What this task involves ->
The lines to copy are those in the records below that hold the word "encoded".
+++ Data for the task +++
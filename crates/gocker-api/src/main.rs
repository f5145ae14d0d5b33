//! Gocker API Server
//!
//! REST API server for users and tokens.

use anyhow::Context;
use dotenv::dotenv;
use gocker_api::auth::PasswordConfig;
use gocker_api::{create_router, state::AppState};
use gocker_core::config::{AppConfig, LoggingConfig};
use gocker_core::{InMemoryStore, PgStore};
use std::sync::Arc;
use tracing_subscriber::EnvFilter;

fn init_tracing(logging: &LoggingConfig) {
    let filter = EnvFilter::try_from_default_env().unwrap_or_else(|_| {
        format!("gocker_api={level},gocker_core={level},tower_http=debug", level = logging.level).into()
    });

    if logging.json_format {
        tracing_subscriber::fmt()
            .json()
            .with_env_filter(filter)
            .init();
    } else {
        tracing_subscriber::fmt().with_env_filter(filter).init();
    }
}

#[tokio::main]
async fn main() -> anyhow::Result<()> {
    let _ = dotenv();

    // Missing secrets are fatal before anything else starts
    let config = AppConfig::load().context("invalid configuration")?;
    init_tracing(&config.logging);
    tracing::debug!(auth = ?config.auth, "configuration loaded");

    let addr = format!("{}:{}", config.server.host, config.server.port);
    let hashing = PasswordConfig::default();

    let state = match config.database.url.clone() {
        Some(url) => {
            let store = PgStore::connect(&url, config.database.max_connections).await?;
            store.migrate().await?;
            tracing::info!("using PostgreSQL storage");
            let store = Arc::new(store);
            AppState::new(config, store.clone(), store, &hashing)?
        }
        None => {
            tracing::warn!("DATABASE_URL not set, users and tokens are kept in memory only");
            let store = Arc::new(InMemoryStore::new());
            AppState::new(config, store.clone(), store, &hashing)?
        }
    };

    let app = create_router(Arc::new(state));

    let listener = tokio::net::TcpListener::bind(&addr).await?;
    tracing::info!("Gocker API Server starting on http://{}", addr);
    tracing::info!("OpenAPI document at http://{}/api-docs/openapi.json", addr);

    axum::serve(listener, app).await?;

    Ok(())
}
+++
+++ Data for the task +++
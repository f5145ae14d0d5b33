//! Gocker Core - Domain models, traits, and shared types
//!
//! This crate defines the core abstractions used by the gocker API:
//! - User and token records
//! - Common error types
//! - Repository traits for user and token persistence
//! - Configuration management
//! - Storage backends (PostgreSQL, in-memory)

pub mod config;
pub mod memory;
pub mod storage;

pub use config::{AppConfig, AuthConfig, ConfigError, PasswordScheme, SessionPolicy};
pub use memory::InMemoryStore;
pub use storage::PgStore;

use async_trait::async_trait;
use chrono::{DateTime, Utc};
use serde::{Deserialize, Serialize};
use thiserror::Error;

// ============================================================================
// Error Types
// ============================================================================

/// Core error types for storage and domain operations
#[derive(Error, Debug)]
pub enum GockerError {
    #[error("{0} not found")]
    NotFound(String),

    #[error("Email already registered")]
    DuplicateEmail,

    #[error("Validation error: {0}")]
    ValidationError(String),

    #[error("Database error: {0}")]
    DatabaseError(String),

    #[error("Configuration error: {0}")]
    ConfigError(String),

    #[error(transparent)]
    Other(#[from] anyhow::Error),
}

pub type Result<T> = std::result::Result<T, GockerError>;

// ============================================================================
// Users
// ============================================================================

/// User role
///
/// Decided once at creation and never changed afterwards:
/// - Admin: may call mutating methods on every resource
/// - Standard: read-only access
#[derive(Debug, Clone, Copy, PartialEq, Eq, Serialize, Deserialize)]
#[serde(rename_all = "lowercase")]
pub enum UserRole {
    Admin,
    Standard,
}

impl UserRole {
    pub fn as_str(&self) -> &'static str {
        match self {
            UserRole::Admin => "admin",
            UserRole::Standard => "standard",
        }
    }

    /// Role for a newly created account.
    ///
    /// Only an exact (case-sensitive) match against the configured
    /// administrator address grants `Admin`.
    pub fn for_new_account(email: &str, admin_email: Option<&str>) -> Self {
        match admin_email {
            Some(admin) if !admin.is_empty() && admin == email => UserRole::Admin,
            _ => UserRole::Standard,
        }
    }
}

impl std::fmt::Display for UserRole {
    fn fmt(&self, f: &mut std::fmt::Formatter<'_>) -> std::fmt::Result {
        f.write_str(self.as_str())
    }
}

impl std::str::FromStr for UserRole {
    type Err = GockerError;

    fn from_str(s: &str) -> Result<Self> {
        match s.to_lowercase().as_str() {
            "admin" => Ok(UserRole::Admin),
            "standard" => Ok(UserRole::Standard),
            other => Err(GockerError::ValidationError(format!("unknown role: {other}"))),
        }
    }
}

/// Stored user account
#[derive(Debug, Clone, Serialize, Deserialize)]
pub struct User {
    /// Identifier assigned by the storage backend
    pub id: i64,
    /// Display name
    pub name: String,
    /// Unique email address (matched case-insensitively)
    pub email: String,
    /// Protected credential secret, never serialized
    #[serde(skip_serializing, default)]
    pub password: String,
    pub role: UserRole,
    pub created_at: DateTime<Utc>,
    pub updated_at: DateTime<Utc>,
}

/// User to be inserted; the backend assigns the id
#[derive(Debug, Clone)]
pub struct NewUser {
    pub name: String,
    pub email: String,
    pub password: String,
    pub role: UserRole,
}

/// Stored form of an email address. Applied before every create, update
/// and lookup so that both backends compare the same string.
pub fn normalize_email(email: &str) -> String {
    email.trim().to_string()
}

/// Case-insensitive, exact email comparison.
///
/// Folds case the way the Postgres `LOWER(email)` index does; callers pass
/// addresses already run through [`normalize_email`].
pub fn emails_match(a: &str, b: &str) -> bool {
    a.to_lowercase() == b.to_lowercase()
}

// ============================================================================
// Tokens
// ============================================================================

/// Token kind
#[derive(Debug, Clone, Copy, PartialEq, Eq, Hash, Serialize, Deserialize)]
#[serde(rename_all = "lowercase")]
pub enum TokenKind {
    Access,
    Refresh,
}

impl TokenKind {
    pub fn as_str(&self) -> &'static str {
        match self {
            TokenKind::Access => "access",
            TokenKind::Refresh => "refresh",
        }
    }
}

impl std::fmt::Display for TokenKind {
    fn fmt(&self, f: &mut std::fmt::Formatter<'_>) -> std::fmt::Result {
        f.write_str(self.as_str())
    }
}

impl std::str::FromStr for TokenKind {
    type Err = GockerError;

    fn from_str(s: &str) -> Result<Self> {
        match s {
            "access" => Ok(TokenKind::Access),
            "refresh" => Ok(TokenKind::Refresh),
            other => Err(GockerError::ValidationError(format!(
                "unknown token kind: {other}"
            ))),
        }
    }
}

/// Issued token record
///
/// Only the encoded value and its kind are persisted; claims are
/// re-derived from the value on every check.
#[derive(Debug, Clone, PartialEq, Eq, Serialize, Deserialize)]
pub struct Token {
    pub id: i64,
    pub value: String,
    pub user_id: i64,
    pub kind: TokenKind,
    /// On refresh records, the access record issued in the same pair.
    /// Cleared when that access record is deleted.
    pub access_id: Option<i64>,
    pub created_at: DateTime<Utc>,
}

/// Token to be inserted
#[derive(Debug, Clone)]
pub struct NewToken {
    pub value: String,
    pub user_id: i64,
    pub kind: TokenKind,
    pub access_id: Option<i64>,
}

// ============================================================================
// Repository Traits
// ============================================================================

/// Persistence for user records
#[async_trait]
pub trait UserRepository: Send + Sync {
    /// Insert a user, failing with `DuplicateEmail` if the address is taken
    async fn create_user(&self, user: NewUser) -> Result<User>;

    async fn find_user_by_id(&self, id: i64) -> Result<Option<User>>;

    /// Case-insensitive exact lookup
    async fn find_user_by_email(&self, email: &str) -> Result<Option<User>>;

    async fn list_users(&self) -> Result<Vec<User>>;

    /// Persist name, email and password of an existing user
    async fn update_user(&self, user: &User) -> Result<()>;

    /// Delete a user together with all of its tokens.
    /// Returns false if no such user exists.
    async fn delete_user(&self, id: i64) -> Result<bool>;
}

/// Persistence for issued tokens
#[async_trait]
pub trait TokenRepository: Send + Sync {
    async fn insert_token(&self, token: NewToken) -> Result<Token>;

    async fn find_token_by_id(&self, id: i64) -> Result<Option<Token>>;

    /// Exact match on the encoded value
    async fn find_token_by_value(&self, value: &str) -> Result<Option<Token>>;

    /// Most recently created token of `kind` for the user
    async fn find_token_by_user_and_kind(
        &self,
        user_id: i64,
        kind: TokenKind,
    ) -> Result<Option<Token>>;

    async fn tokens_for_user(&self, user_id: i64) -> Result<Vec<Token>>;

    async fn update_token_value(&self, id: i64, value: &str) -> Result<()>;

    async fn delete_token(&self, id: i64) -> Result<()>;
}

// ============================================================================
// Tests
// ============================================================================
+++
Written response ->
/// Only the encoded value and its kind are persisted; claims are
    /// Exact match on the encoded value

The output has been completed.